• _The problem_:
Transcribe, verbatim, every line from the start of the entries through the line that contains "impl std::str::FromStr for VoteChoice"; include both boundary lines and omit all others.

Saved data entries
***
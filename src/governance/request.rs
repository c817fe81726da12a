//! Update requests and ballots
//!
//! The unit of governance: an admin's proposal to run the catalog update,
//! carrying its own vote record and audit trail.

use std::collections::HashMap;

use chrono::{DateTime, Duration, Utc};
use serde::{Deserialize, Serialize};
use uuid::Uuid;

/// Status of an update request
#[derive(Debug, Clone, Copy, PartialEq, Eq, Serialize, Deserialize)]
#[serde(rename_all = "snake_case")]
pub enum RequestStatus {
    /// Open for voting
    Pending,
    /// Quorum or owner approved; handed to the execution queue
    Approved,
    /// Rejected by quorum or owner veto
    Rejected,
    /// Timed out before resolution
    Expired,
}

impl RequestStatus {
    pub fn as_str(&self) -> &'static str {
        match self {
            RequestStatus::Pending => "pending",
            RequestStatus::Approved => "approved",
            RequestStatus::Rejected => "rejected",
            RequestStatus::Expired => "expired",
        }
    }

    /// Check if this is a terminal status
    pub fn is_terminal(&self) -> bool {
        !matches!(self, RequestStatus::Pending)
    }
}

impl std::str::FromStr for RequestStatus {
    type Err = String;

    fn from_str(s: &str) -> Result<Self, Self::Err> {
        match s {
            "pending" => Ok(RequestStatus::Pending),
            "approved" => Ok(RequestStatus::Approved),
            "rejected" => Ok(RequestStatus::Rejected),
            "expired" => Ok(RequestStatus::Expired),
            _ => Err(format!("Invalid request status: {}", s)),
        }
    }
}

/// Direction of a single admin's vote
#[derive(Debug, Clone, Copy, PartialEq, Eq, Serialize, Deserialize)]
#[serde(rename_all = "snake_case")]
pub enum VoteChoice {
    Approve,
    Reject,
}

impl VoteChoice {
    pub fn as_str(&self) -> &'static str {
        match self {
            VoteChoice::Approve => "approve",
            VoteChoice::Reject => "reject",
        }
    }
}

impl std::str::FromStr for VoteChoice {
    type Err = String;

    fn from_str(s: &str) -> Result<Self, Self::Err> {
        match s {
            "approve" => Ok(VoteChoice::Approve),
            "reject" => Ok(VoteChoice::Reject),
            _ => Err(format!("Invalid vote choice: {}", s)),
        }
    }
}

/// A recorded vote. First write wins; entries are never overwritten.
#[derive(Debug, Clone, Serialize, Deserialize)]
pub struct Vote {
    pub choice: VoteChoice,
    pub admin_name: String,
    pub voted_at: DateTime<Utc>,
}

/// An admin's request to run the catalog update
#[derive(Debug, Clone, Serialize, Deserialize)]
pub struct UpdateRequest {
    /// Opaque collision-resistant identifier (no ordering semantics)
    pub id: String,
    /// The admin who filed the request
    pub requester_id: Uuid,
    pub requester_name: String,
    /// Current status
    pub status: RequestStatus,
    /// Created timestamp
    pub created_at: DateTime<Utc>,
    /// Hard validity deadline; voting past this point is void
    pub expires_at: DateTime<Utc>,
    /// Ballots keyed by voter, one entry per admin
    pub votes: HashMap<Uuid, Vote>,
    /// Whether the owner resolved this request directly
    pub owner_approved: bool,
    #[serde(skip_serializing_if = "Option::is_none")]
    pub owner_approved_by: Option<Uuid>,
    #[serde(skip_serializing_if = "Option::is_none")]
    pub owner_approved_at: Option<DateTime<Utc>>,
    #[serde(skip_serializing_if = "Option::is_none")]
    pub owner_vetoed_by: Option<Uuid>,
    #[serde(skip_serializing_if = "Option::is_none")]
    pub owner_vetoed_at: Option<DateTime<Utc>>,
    #[serde(skip_serializing_if = "Option::is_none")]
    pub rejection_reason: Option<String>,
}

/// Mint a registry id: creation millis plus a random suffix.
fn mint_request_id(now: DateTime<Utc>) -> String {
    let suffix = Uuid::new_v4().simple().to_string();
    format!("{}-{}", now.timestamp_millis(), &suffix[..12])
}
***
• _Response to this exercise_:
filename src/governance/request.rs
repository c817fe81726da12a
//! Update requests and ballots
//!
//! The unit of governance: an admin's proposal to run the catalog update,
//! carrying its own vote record and audit trail.

use std::collections::HashMap;

use chrono::{DateTime, Duration, Utc};
use serde::{Deserialize, Serialize};
use uuid::Uuid;

/// Status of an update request
#[derive(Debug, Clone, Copy, PartialEq, Eq, Serialize, Deserialize)]
#[serde(rename_all = "snake_case")]
pub enum RequestStatus {
    /// Open for voting
    Pending,
    /// Quorum or owner approved; handed to the execution queue
    Approved,
    /// Rejected by quorum or owner veto
    Rejected,
    /// Timed out before resolution
    Expired,
}

impl RequestStatus {
    pub fn as_str(&self) -> &'static str {
        match self {
            RequestStatus::Pending => "pending",
            RequestStatus::Approved => "approved",
            RequestStatus::Rejected => "rejected",
            RequestStatus::Expired => "expired",
        }
    }

    /// Check if this is a terminal status
    pub fn is_terminal(&self) -> bool {
        !matches!(self, RequestStatus::Pending)
    }
}

impl std::str::FromStr for RequestStatus {
    type Err = String;

    fn from_str(s: &str) -> Result<Self, Self::Err> {
        match s {
            "pending" => Ok(RequestStatus::Pending),
            "approved" => Ok(RequestStatus::Approved),
            "rejected" => Ok(RequestStatus::Rejected),
            "expired" => Ok(RequestStatus::Expired),
            _ => Err(format!("Invalid request status: {}", s)),
        }
    }
}

/// Direction of a single admin's vote
#[derive(Debug, Clone, Copy, PartialEq, Eq, Serialize, Deserialize)]
#[serde(rename_all = "snake_case")]
pub enum VoteChoice {
    Approve,
    Reject,
}

impl VoteChoice {
    pub fn as_str(&self) -> &'static str {
        match self {
            VoteChoice::Approve => "approve",
            VoteChoice::Reject => "reject",
        }
    }
}

impl std::str::FromStr for VoteChoice {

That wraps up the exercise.